Gennadiy Rozental <gennadiy.rozental <at> thomson.com> writes:
So something like this:
BOOST_LOG (x) << "Result of f: " << f ().
Turns into something more like (expanding out the code inside the classes and greatly oversimplifying, but this iis the gist):
if (!x.is_enabled ()) ; else { ostringstream s; s << "Result of f: " << f (); write_msg (logger::manager (), x, s.str ()); }
So if there are nested logging calls inside of "f" that are destined for the logger "x", they will hit the output device *before* the caller's message does.
This means that in example like above Logs from m() calls will be printed before f() and g(). And nobody will be able to tell which one is from where. It's completely unacceptable IMO. Threading/no threading, cashing /no cashing Log is NOT allowed to change an order of events.
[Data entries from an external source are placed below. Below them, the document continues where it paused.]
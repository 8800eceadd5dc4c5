//! Interactive correction session state.
//!
//! The host UI owns exactly one of these per open image. Click, drag and
//! right-click-delete events mutate the point list; every mutation is
//! synchronous and the host re-renders from the returned state, so there is
//! no incremental bookkeeping to invalidate. Rectification always recomputes
//! from scratch.

use log::{info, warn};
use thiserror::Error;

use crate::corners::{order_corners, CornerError};
use crate::decode::DecodedImage;
use crate::grid::GridLattice;
use crate::rectify::{rectify, RectifyError, SampleFilter};
use crate::{GridSpec, Point};

/// A correction needs exactly this many corner points.
pub const CORNER_COUNT: usize = 4;

/// Default hit-test radius, in image pixels, for picking an existing point.
pub const DEFAULT_HIT_RADIUS: f64 = 10.0;

/// Errors from running a correction on the current session state.
#[derive(Debug, Error)]
pub enum SessionError {
    /// No image has been loaded yet.
    #[error("no image loaded")]
    NoImage,

    /// The user has not placed all four corner points.
    #[error("need exactly {CORNER_COUNT} corner points, have {0}")]
    IncompletePoints(usize),

    #[error(transparent)]
    Corner(#[from] CornerError),

    #[error(transparent)]
    Rectify(#[from] RectifyError),
}

/// Result of a correction pass.
#[derive(Debug, Clone)]
pub struct RectifiedOutput {
    /// The rectified raster.
    pub image: DecodedImage,
    /// True when the corner geometry was degenerate and the host should
    /// warn the user that the result is best-effort.
    pub degenerate: bool,
}

/// All mutable state behind the correction UI: the loaded image, the corner
/// points placed so far, the grid density, and the preview lock that freezes
/// point editing while the rectified overlay is shown.
#[derive(Debug, Clone, Default)]
pub struct CorrectionSession {
    image: Option<DecodedImage>,
    points: Vec<Point>,
    grid: GridSpec,
    preview_locked: bool,
}

impl CorrectionSession {
    pub fn new() -> Self {
        Self::default()
    }

    /// Load a new image, discarding any points from the previous one.
    pub fn load_image(&mut self, image: DecodedImage) {
        info!("loaded {}x{} image into session", image.width, image.height);
        self.image = Some(image);
        self.clear_points();
    }

    pub fn image(&self) -> Option<&DecodedImage> {
        self.image.as_ref()
    }

    pub fn points(&self) -> &[Point] {
        &self.points
    }

    pub fn grid(&self) -> GridSpec {
        self.grid
    }

    pub fn set_grid(&mut self, grid: GridSpec) {
        self.grid = grid;
    }

    /// True while the rectified preview is shown and points are frozen.
    pub fn preview_locked(&self) -> bool {
        self.preview_locked
    }

    pub fn set_preview_locked(&mut self, locked: bool) {
        self.preview_locked = locked;
    }

    /// Add a corner point. Returns false when editing is locked or all four
    /// points are already placed.
    pub fn add_point(&mut self, p: Point) -> bool {
        if self.preview_locked || self.points.len() >= CORNER_COUNT {
            return false;
        }
        self.points.push(p);
        true
    }

    /// Index of the first point within `radius` of `p`, if any.
    pub fn point_near(&self, p: Point, radius: f64) -> Option<usize> {
        self.points
            .iter()
            .position(|candidate| candidate.distance_to(p) < radius)
    }

    /// Move an existing point (drag). Returns false when locked or the
    /// index is stale.
    pub fn move_point(&mut self, index: usize, p: Point) -> bool {
        if self.preview_locked || index >= self.points.len() {
            return false;
        }
        self.points[index] = p;
        true
    }

    /// Remove the first point within `radius` of `p` (right-click delete).
    pub fn remove_point_near(&mut self, p: Point, radius: f64) -> Option<Point> {
        if self.preview_locked {
            return None;
        }
        let index = self.point_near(p, radius)?;
        Some(self.points.remove(index))
    }

    /// Drop all points and unlock editing.
    pub fn clear_points(&mut self) {
        self.points.clear();
        self.preview_locked = false;
    }

    /// The overlay lattice for the current points, once all four are placed.
    pub fn lattice(&self) -> Option<GridLattice> {
        if self.points.len() != CORNER_COUNT {
            return None;
        }
        let corners = order_corners(&self.points).ok()?;
        Some(GridLattice::from_corners(&corners, self.grid))
    }

    /// Run a full correction pass over the current state.
    ///
    /// Orders the points, solves the transform and warps the image. A
    /// degenerate corner layout still produces output; it is reported in
    /// the result so the host can warn.
    pub fn rectified(&self, filter: SampleFilter) -> Result<RectifiedOutput, SessionError> {
        let image = self.image.as_ref().ok_or(SessionError::NoImage)?;
        if self.points.len() != CORNER_COUNT {
            return Err(SessionError::IncompletePoints(self.points.len()));
        }

        let corners = order_corners(&self.points)?;
        if corners.is_degenerate() {
            warn!("rectifying with degenerate corner geometry");
        }

        let rectified = rectify(image, &corners, self.grid, filter)?;
        Ok(RectifiedOutput {
            image: rectified,
            degenerate: corners.is_degenerate(),
        })
    }
}

#[cfg(test)]
mod tests {
    use super::*;

    fn gray_image(width: u32, height: u32) -> DecodedImage {
        DecodedImage::new(width, height, vec![128u8; (width * height * 3) as usize])
    }

    fn session_with_rect() -> CorrectionSession {
        let mut s = CorrectionSession::new();
        s.load_image(gray_image(800, 600));
        s.add_point(Point::new(100.0, 100.0));
        s.add_point(Point::new(700.0, 100.0));
        s.add_point(Point::new(700.0, 500.0));
        s.add_point(Point::new(100.0, 500.0));
        s
    }

    #[test]
    fn test_add_point_caps_at_four() {
        let mut s = session_with_rect();
        assert_eq!(s.points().len(), 4);
        assert!(!s.add_point(Point::new(1.0, 1.0)));
        assert_eq!(s.points().len(), 4);
    }

    #[test]
    fn test_load_image_resets_points() {
        let mut s = session_with_rect();
        s.load_image(gray_image(100, 100));
        assert!(s.points().is_empty());
        assert!(!s.preview_locked());
    }

    #[test]
    fn test_point_near_hit_and_miss() {
        let s = session_with_rect();
        assert_eq!(
            s.point_near(Point::new(103.0, 98.0), DEFAULT_HIT_RADIUS),
            Some(0)
        );
        assert_eq!(
            s.point_near(Point::new(400.0, 300.0), DEFAULT_HIT_RADIUS),
            None
        );
    }

    #[test]
    fn test_move_point() {
        let mut s = session_with_rect();
        assert!(s.move_point(1, Point::new(650.0, 120.0)));
        assert_eq!(s.points()[1], Point::new(650.0, 120.0));
        assert!(!s.move_point(9, Point::new(0.0, 0.0)));
    }

    #[test]
    fn test_remove_point_near() {
        let mut s = session_with_rect();
        let removed = s.remove_point_near(Point::new(698.0, 502.0), DEFAULT_HIT_RADIUS);
        assert_eq!(removed, Some(Point::new(700.0, 500.0)));
        assert_eq!(s.points().len(), 3);

        // Nothing nearby
        assert_eq!(
            s.remove_point_near(Point::new(400.0, 300.0), DEFAULT_HIT_RADIUS),
            None
        );
    }

    #[test]
    fn test_preview_lock_freezes_editing() {
        let mut s = session_with_rect();
        s.set_preview_locked(true);

        assert!(!s.move_point(0, Point::new(0.0, 0.0)));
        assert_eq!(
            s.remove_point_near(Point::new(100.0, 100.0), DEFAULT_HIT_RADIUS),
            None
        );

        let mut s2 = CorrectionSession::new();
        s2.set_preview_locked(true);
        assert!(!s2.add_point(Point::new(1.0, 1.0)));
    }

    #[test]
    fn test_clear_points_unlocks() {
        let mut s = session_with_rect();
        s.set_preview_locked(true);
        s.clear_points();
        assert!(!s.preview_locked());
        assert!(s.points().is_empty());
    }

    #[test]
    fn test_lattice_requires_four_points() {
        let mut s = CorrectionSession::new();
        assert!(s.lattice().is_none());
        s.add_point(Point::new(0.0, 0.0));
        s.add_point(Point::new(10.0, 0.0));
        s.add_point(Point::new(10.0, 10.0));
        assert!(s.lattice().is_none());
        s.add_point(Point::new(0.0, 10.0));
        assert!(s.lattice().is_some());
    }

    #[test]
    fn test_lattice_follows_grid_spec() {
        let mut s = session_with_rect();
        s.set_grid(GridSpec::new(3, 5));
        let lattice = s.lattice().unwrap();
        assert_eq!(lattice.rows(), 3);
        assert_eq!(lattice.cols(), 5);
    }

    #[test]
    fn test_rectified_without_image() {
        let s = CorrectionSession::new();
        assert!(matches!(
            s.rectified(SampleFilter::Bilinear),
            Err(SessionError::NoImage)
        ));
    }

    #[test]
    fn test_rectified_with_too_few_points() {
        let mut s = CorrectionSession::new();
        s.load_image(gray_image(100, 100));
        s.add_point(Point::new(10.0, 10.0));

        assert!(matches!(
            s.rectified(SampleFilter::Bilinear),
            Err(SessionError::IncompletePoints(1))
        ));
    }

    #[test]
    fn test_rectified_full_pass() {
        let s = session_with_rect();
        let output = s.rectified(SampleFilter::Bilinear).unwrap();
        assert_eq!(output.image.width, 600);
        assert_eq!(output.image.height, 400);
        assert!(!output.degenerate);
    }

    #[test]
    fn test_rectified_flags_degenerate_geometry() {
        let mut s = CorrectionSession::new();
        s.load_image(gray_image(100, 100));
        s.add_point(Point::new(10.0, 10.0));
        s.add_point(Point::new(10.0, 10.0));
        s.add_point(Point::new(90.0, 90.0));
        s.add_point(Point::new(10.0, 90.0));

        let output = s.rectified(SampleFilter::Bilinear).unwrap();
        assert!(output.degenerate);
    }

    #[test]
    fn test_rectified_surfaces_out_of_bounds() {
        let mut s = CorrectionSession::new();
        s.load_image(gray_image(50, 50));
        s.add_point(Point::new(-5.0, 10.0));
        s.add_point(Point::new(40.0, 10.0));
        s.add_point(Point::new(40.0, 40.0));
        s.add_point(Point::new(10.0, 40.0));

        assert!(matches!(
            s.rectified(SampleFilter::Bilinear),
            Err(SessionError::Rectify(RectifyError::PointOutOfBounds { .. }))
        ));
    }
}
But the order hasn't been changed - it just isn't what you expected. I'm not sure why you didn't expect it - it seems reasonable (to me) that the result of evaluating the complete expression is logged. If some subexpression has a side effect that writes to a log, its results will be logged when the sub-expression is complete. That is "in order" afaiks. What about this: time_t slow_time() { BOOST_LOG(x) << "going to sleep at " << time(0); sleep(1); time_t t; BOOST_LOG(x) << "waking up at " << t = time(0); return t; } void f() { BOOST_LOG(x) << "slow_time returned " << slow_time() << " then " << slow_time(); } Resulting in (I ran this test a long time ago, boot time isn't bad either :-) : going to sleep at 0 waking up at 1 going to sleep at 1 waking up at 2 slow time returned 1 then 2 Looks in order to me. I'm still not sure what the alternative is? Darryl.